Using Self-management Interventions to Increase On-task Behaviors of Students with Intellectual Disabilities in Inclusive Classrooms in Türkiye (Turkey)
Low levels of on-task behaviors can be troublesome for both teachers and students leading to difficulties associated with regulating off-task and disruptive behaviors and providing continuous prompts. Research indicates that students with intellectual disabilities (IDs) frequently engage in off-task and disruptive behaviors (e.g., talking, sleeping, and making negative statements). According to teachers, the on-task behaviors of students with IDs are unsatisfactory due to a behavioral deficit; as a result, these students demand more individual time and attention from adults than their typically developing classmates. This dependence on external prompts can have negative consequences for students with IDs, including exclusion from general education classes and school dropout. Although empirical investigations to address on-task behaviors is limited in Türkiye, Turkish educators indicated that one of their primary concerns was to manage off-task behaviors of students with disabilities in their classrooms. General education classroom teachers also have suggested that special education classrooms were a better placement for students with IDs because of the need to manage off-task behaviors via one-on-one or small group instructional arrangements. As a result of these off-task issues, there is a need for interventions to assist teachers in improving on-task behaviors of students with IDs which may, in turn, promote the inclusion of these students into general education classrooms.
One such intervention is self-management. Self-management strategies in general and self-monitoring in particular have been found to be effective in enhancing on-task behaviors of students with IDs due in part to intrusiveness, adaptability, and reactivity impact. These interventions can also be used to promote inclusion because the responsibility of behavior management passes from the teacher to the student.This change in responsibility could leave teachers more time to teach instead of providing continuous prompts given the higher teacher-student ration in general education classrooms. Unfortunately, there are several limitations in self-management research in Türkiye including the following: (a) the implementation of self-management interventions to improve on-task behaviors has been prominently conducted with students with autism spectrum disorders (ASD) and learning disabilities (LD); (b) the vast majority of these interventions has been conducted in segregated settings such as special education classrooms in middle school settings; and (c) systematic planning in generalization and maintenance has been lacking or limited that have caused lack of generalization of increased on-task behaviors to other settings.
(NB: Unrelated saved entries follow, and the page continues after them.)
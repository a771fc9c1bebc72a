//! Filter and sort invariants.

use proptest::prelude::*;
use sift::filter_and_sort;

use super::strategies::{catalog, filter_options};

proptest! {
    #![proptest_config(ProptestConfig::with_cases(200))]

    /// Property: applying the same options twice changes nothing.
    #[test]
    fn prop_filter_idempotent(records in catalog(), options in filter_options()) {
        let once = filter_and_sort(&records, &options);
        let twice = filter_and_sort(&once, &options);
        prop_assert_eq!(once, twice);
    }

    /// Property: output is a subset of input, all in the requested category.
    #[test]
    fn prop_filter_subset(records in catalog(), options in filter_options()) {
        let out = filter_and_sort(&records, &options);
        prop_assert!(out.len() <= records.len());
        for r in &out {
            prop_assert!(records.contains(r));
            if let Some(category) = options.active_category() {
                prop_assert_eq!(r.category.as_str(), category);
            }
        }
    }
}
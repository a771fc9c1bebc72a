// Copyright 2025-present Harīṣh Tummalachērla
// SPDX-License-Identifier: Apache-2.0

//! Execution hosts: where ranking, suggestions and filtering actually run.
//!
//! Two flavors behind one [`Executor`] trait. `RemoteExecutor` owns a worker
//! thread and talks JSON envelopes over channels; `InlineExecutor` runs the
//! same handler synchronously on the caller's thread. The coordinator can't
//! tell them apart except by timing.
//!
//! With the `worker` feature disabled only the inline host exists, and asking
//! for a remote one falls back (or fails, for [`ExecutorMode::Remote`]).

pub mod host;
pub mod inline;
pub mod protocol;
#[cfg(feature = "worker")]
pub mod remote;

use serde::{Deserialize, Serialize};
use std::time::Duration;
use tracing::{debug, warn};

use crate::error::Result;

pub use inline::InlineExecutor;
pub use protocol::{Envelope, MessageType, Reply, Request, RequestKind, Response};
#[cfg(feature = "worker")]
pub use remote::RemoteExecutor;

/// Which host is actually running.
#[derive(Debug, Clone, Copy, PartialEq, Eq)]
pub enum ExecutorKind {
    Inline,
    Remote,
}

/// Which host to ask for at construction time.
#[derive(Debug, Clone, Copy, PartialEq, Eq, Default, Serialize, Deserialize)]
#[serde(rename_all = "lowercase")]
pub enum ExecutorMode {
    /// Remote if a worker thread can be started, inline otherwise.
    #[default]
    Auto,
    Inline,
    /// Remote or nothing.
    Remote,
}

/// Request/response channel to an execution host.
///
/// `submit` is fire-and-forget. Replies arrive through `try_recv` or
/// `recv_timeout`, tagged with the id passed to `submit`, possibly
/// interleaved with an unsolicited `WORKER_READY`.
pub trait Executor: Send {
    fn kind(&self) -> ExecutorKind;

    fn submit(&mut self, id: u64, request: Request) -> Result<()>;

    /// Next reply if one is waiting. `Err` means the host is gone.
    fn try_recv(&mut self) -> Result<Option<Reply>>;

    /// Wait up to `timeout` for the next reply.
    fn recv_timeout(&mut self, timeout: Duration) -> Result<Option<Reply>>;
}

/// Build the host selected by `mode`.
pub fn spawn_executor(mode: ExecutorMode) -> Result<Box<dyn Executor>> {
    match mode {
        ExecutorMode::Inline => Ok(Box::new(InlineExecutor::new())),
        ExecutorMode::Remote => spawn_remote(),
        ExecutorMode::Auto => match spawn_remote() {
            Ok(executor) => Ok(executor),
            Err(e) => {
                warn!(error = %e, "worker unavailable, running searches inline");
                Ok(Box::new(InlineExecutor::new()))
            }
        },
    }
}

#[cfg(feature = "worker")]
fn spawn_remote() -> Result<Box<dyn Executor>> {
    let executor = RemoteExecutor::spawn()?;
    Ok(Box::new(executor))
}

#[cfg(not(feature = "worker"))]
fn spawn_remote() -> Result<Box<dyn Executor>> {
    debug!("built without the `worker` feature");
    Err(crate::error::Error::HostUnavailable(
        "built without the `worker` feature".to_string(),
    ))
}

/// Replacement host after the current one failed. Always inline.
pub(crate) fn fallback_executor() -> Box<dyn Executor> {
    debug!("switching to inline execution host");
    Box::new(InlineExecutor::new())
}
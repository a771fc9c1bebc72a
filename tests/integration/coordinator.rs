//! Debouncing, stale replies and host failures, driven by a scripted host.

use std::time::{Duration, Instant};

use super::common::{make_record, sample_catalog, scripted_coordinator, type_queries, DEBOUNCE};
use sift::runtime::RequestKind;
use sift::{ExecutorKind, FilterOptions};

#[test]
fn test_debounce_collapses_rapid_typing() {
    let (mut coordinator, handle) = scripted_coordinator(sample_catalog());
    let start = Instant::now();
    let last = type_queries(
        &mut coordinator,
        &["t", "te", "tes", "test"],
        start,
        Duration::from_millis(50),
    );

    coordinator.tick(last + DEBOUNCE - Duration::from_millis(1));
    assert_eq!(handle.submitted_count(RequestKind::Search), 0);

    coordinator.tick(last + DEBOUNCE);
    assert_eq!(handle.submitted_queries(RequestKind::Search), ["test"]);
    assert_eq!(coordinator.searches_dispatched(), 1);
}

#[test]
fn test_suggestions_are_not_debounced() {
    let (mut coordinator, handle) = scripted_coordinator(sample_catalog());
    type_queries(&mut coordinator, &["cl", "cla"], Instant::now(), Duration::from_millis(10));
    assert_eq!(handle.submitted_queries(RequestKind::Suggestions), ["cl", "cla"]);
}

#[test]
fn test_stale_search_reply_is_rejected() {
    let (mut coordinator, handle) = scripted_coordinator(sample_catalog());
    let start = Instant::now();

    // Two searches go out, "cline" first, then "task".
    coordinator.input("cline", start);
    coordinator.tick(start + DEBOUNCE);
    let later = start + DEBOUNCE + Duration::from_millis(10);
    coordinator.input("task", later);
    coordinator.tick(later + DEBOUNCE);

    assert_eq!(handle.submitted_queries(RequestKind::Search), ["cline", "task"]);

    // The newer reply lands first, the older one after it.
    let ids = handle.submitted_ids();
    let task_id = *ids.last().unwrap();
    handle.answer(task_id);
    coordinator.pump();
    assert_eq!(coordinator.results()[0].id, "claude-task-master");

    handle.answer_all();
    coordinator.pump();
    assert_eq!(coordinator.results()[0].id, "claude-task-master");
    assert!(!coordinator.is_loading());
}

#[test]
fn test_search_reply_for_edited_query_is_dropped() {
    let catalog = vec![make_record("b", "bbb", "", "misc"), make_record("a", "aaa", "", "misc")];
    let (mut coordinator, handle) = scripted_coordinator(catalog);
    let start = Instant::now();

    coordinator.input("a", start);
    coordinator.tick(start + DEBOUNCE);
    let stale = *handle.submitted_ids().last().unwrap();
    let before = coordinator.results().to_vec();

    // The query moves on before its own rank is due; the old reply lands.
    let edited = start + DEBOUNCE + Duration::from_millis(10);
    coordinator.input("aa", edited);
    assert!(handle.answer(stale));
    coordinator.pump();

    assert_eq!(coordinator.results(), before.as_slice());
    assert!(coordinator.state().is_searching);
    assert!(coordinator.is_loading());

    coordinator.tick(edited + DEBOUNCE);
    assert_eq!(handle.submitted_queries(RequestKind::Search), ["a", "aa"]);
    handle.answer_all();
    coordinator.pump();

    let ids: Vec<&str> = coordinator.results().iter().map(|r| r.id.as_str()).collect();
    assert_eq!(ids, ["a"]);
    assert!(!coordinator.state().is_searching);
    assert!(!coordinator.is_loading());
}

#[test]
fn test_host_error_keeps_previous_results() {
    let (mut coordinator, handle) = scripted_coordinator(sample_catalog());
    let start = Instant::now();

    coordinator.input("cline", start);
    coordinator.tick(start + DEBOUNCE);
    handle.answer_all();
    coordinator.pump();
    let before = coordinator.results().to_vec();
    assert_eq!(before[0].id, "cline");

    let later = start + DEBOUNCE * 2;
    coordinator.input("task", later);
    coordinator.tick(later + DEBOUNCE);
    let failing = *handle.submitted_ids().last().unwrap();
    handle.fail(failing, "ranking exploded");
    coordinator.pump();

    assert_eq!(coordinator.error(), Some("ranking exploded"));
    assert_eq!(coordinator.results(), before.as_slice());
    assert!(!coordinator.state().is_searching);
}

#[test]
fn test_dead_host_falls_back_inline() {
    let (mut coordinator, handle) = scripted_coordinator(sample_catalog());
    assert_eq!(coordinator.executor_kind(), ExecutorKind::Remote);

    let start = Instant::now();
    coordinator.input("task", start);
    handle.disconnect();
    coordinator.tick(start + DEBOUNCE);
    coordinator.pump();

    assert_eq!(coordinator.executor_kind(), ExecutorKind::Inline);
    assert_eq!(coordinator.results()[0].id, "claude-task-master");
    assert!(coordinator.error().is_none());
}

#[test]
fn test_filters_follow_late_rankings() {
    let (mut coordinator, handle) = scripted_coordinator(sample_catalog());
    coordinator.set_filters(FilterOptions::category("workflow"));
    handle.answer_all();
    coordinator.pump();
    assert_eq!(coordinator.results().len(), 1);

    let start = Instant::now();
    coordinator.input("cl", start);
    coordinator.tick(start + DEBOUNCE);
    handle.answer_all();
    coordinator.pump();

    // One reply carries the filtered ranking; nothing else is outstanding.
    assert_eq!(handle.submitted_count(RequestKind::FilterSort), 1);
    assert_eq!(coordinator.results().len(), 1);
    assert_eq!(coordinator.results()[0].id, "claude-task-master");
    assert!(!coordinator.state().is_searching);
    assert!(!coordinator.is_loading());
}

#[test]
fn test_clearing_query_drops_outstanding_search() {
    let (mut coordinator, handle) = scripted_coordinator(sample_catalog());
    let start = Instant::now();
    coordinator.input("task", start);
    coordinator.tick(start + DEBOUNCE);
    coordinator.input("", start + DEBOUNCE);

    handle.answer_all();
    coordinator.pump();
    assert_eq!(coordinator.results().len(), 2);
    assert_eq!(coordinator.results()[0].id, "cline");
}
Given that Türkiye has only two studies investigated self-management interventions with students with IDs, these interventions have similar concerns as Western countries including lack of investigations in general education classrooms and the absence of generalization and maintenance planning.
In the current data set, self-management interventions (i.e., self-monitoring, self-evaluation, token economy) was utilized to improve on-task behaviors of 4 students with IDs in general education classrooms in Türkiye. A single case multiple-baseline across participants design was used. Therefore, this study aimed to investigate (a) the magnitude of the effect of self-monitoring of the on-task behaviors of Turkish students with IDs, (b) the extent to which the on-task behaviors of Turkish students with IDs generalized and maintained after exposure to self-monitoring training, (c) the effect of self-monitoring on the academic behaviors of Turkish students with IDs, and (d) the relationship between the implementation of self-monitoring and teacher reports on changes in students’ on-task behaviors. Self-management interventions were implemented across three settings (i.e., Turkish-Language Art [TLA], math, social studies), and generalization data were collected in English-Language Art classes (ELA). Additionally, an average of 16-week maintenance data were collected from all the intervention settings (i.e., TLA, math, social studies). Based on two statistical analyses (i.e., Tau-U and Performance Criteria Based Effect Size [PCES]), the effect of self-management interventions was immediate, generalized across settings, and maintained over long period of time. PCESimmediate was computed to be 1.14 with a significant effect. The overall impact of the Tau-U intervention was 1.00 CI95 (.705 to 1.00), with generalization and maintenance effects of 1.00 CI95 (.695 to 1.00) and 1.00 CI95 (.592 to 1.00), respectively. The total PCES values were determined to be 1.2 for high effectiveness, 1.08 for generalization, and 1.2 for strong effect maintenance. The classroom teachers’ overall classroom behavior ratings were also aligned with the increased on-task behaviors. Therefore, study findings suggested that self-management interventions that originated in the West can be implemented in diverse cultural contexts, specifically with Turkish students with IDs in inclusive classrooms. Implications for future studies are discussed.